//! Conversion logic between DTOs and domain entities.

use thiserror::Error;

use crate::domain;
use crate::infrastructure::dto::websocket as dto;

/// Why a delivered body could not be turned into a domain message
#[derive(Debug, Error)]
pub enum DecodeError {
    #[error("invalid JSON: {0}")]
    Json(#[from] serde_json::Error),
}

// ========================================
// DTO → Domain Entity
// ========================================

impl From<dto::MessageType> for domain::MessageType {
    fn from(dto: dto::MessageType) -> Self {
        match dto {
            dto::MessageType::Enter => Self::Enter,
            dto::MessageType::Leave => Self::Leave,
            dto::MessageType::Talk => Self::Talk,
        }
    }
}

impl From<dto::ChatMessage> for domain::ChatMessage {
    fn from(dto: dto::ChatMessage) -> Self {
        Self::from_parts(
            dto.room_id.unwrap_or_default(),
            dto.sender.unwrap_or_default(),
            dto.content.unwrap_or_default(),
            dto.r#type.unwrap_or_default().into(),
        )
    }
}

// ========================================
// Domain Entity → DTO
// ========================================

impl From<domain::MessageType> for dto::MessageType {
    fn from(model: domain::MessageType) -> Self {
        match model {
            domain::MessageType::Enter => Self::Enter,
            domain::MessageType::Leave => Self::Leave,
            domain::MessageType::Talk => Self::Talk,
        }
    }
}

impl From<&domain::ChatMessage> for dto::ChatMessage {
    fn from(model: &domain::ChatMessage) -> Self {
        Self {
            room_id: Some(model.room_id().to_string()),
            sender: Some(model.sender().to_string()),
            content: Some(model.content().to_string()),
            r#type: Some(model.kind().into()),
        }
    }
}

/// Serialize a domain message into a frame body
pub fn encode_chat_message(message: &domain::ChatMessage) -> Result<String, serde_json::Error> {
    serde_json::to_string(&dto::ChatMessage::from(message))
}

/// Parse a frame body into a domain message
///
/// Only malformed JSON or an unknown `type` is an error. Missing or `null`
/// fields decode as empty strings (or TALK for `type`).
pub fn decode_chat_message(body: &str) -> Result<domain::ChatMessage, DecodeError> {
    let dto: dto::ChatMessage = serde_json::from_str(body)?;
    Ok(dto.into())
}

=== Task brief ===
Would you restate the material above word for word?

=== Result of this task ===
//! Conversion logic between DTOs and domain entities.

use thiserror::Error;

use crate::domain;
use crate::infrastructure::dto::websocket as dto;

/// Why a delivered body could not be turned into a domain message
#[derive(Debug, Error)]
pub enum DecodeError {
    #[error("invalid JSON: {0}")]
    Json(#[from] serde_json::Error),
}

// ========================================
// DTO → Domain Entity
// ========================================

impl From<dto::MessageType> for domain::MessageType {
    fn from(dto: dto::MessageType) -> Self {
        match dto {
            dto::MessageType::Enter => Self::Enter,
            dto::MessageType::Leave => Self::Leave,
            dto::MessageType::Talk => Self::Talk,
        }
    }
}

impl From<dto::ChatMessage> for domain::ChatMessage {
    fn from(dto: dto::ChatMessage) -> Self {
        Self::from_parts(
            dto.room_id.unwrap_or_default(),
            dto.sender.unwrap_or_default(),
            dto.content.unwrap_or_default(),
            dto.r#type.unwrap_or_default().into(),
        )
    }
}

// ========================================
// Domain Entity → DTO
// ========================================

impl From<domain::MessageType> for dto::MessageType {
    fn from(model: domain::MessageType) -> Self {
        match model {
            domain::MessageType::Enter => Self::Enter,
            domain::MessageType::Leave => Self::Leave,
            domain::MessageType::Talk => Self::Talk,
        }
    }
}

impl From<&domain::ChatMessage> for dto::ChatMessage {
    fn from(model: &domain::ChatMessage) -> Self {
        Self {
            room_id: Some(model.room_id().to_string()),
            sender: Some(model.sender().to_string()),
            content: Some(model.content().to_string()),
            r#type: Some(model.kind().into()),
        }
    }
}

/// Serialize a domain message into a frame body
pub fn encode_chat_message(message: &domain::ChatMessage) -> Result<String, serde_json::Error> {
    serde_json::to_string(&dto::ChatMessage::from(message))
}

/// Parse a frame body into a domain message
///
/// Only malformed JSON or an unknown `type` is an error. Missing or `null`
/// fields decode as empty strings (or TALK for `type`).
pub fn decode_chat_message(body: &str) -> Result<domain::ChatMessage, DecodeError> {
    let dto: dto::ChatMessage = serde_json::from_str(body)?;
    Ok(dto.into())
}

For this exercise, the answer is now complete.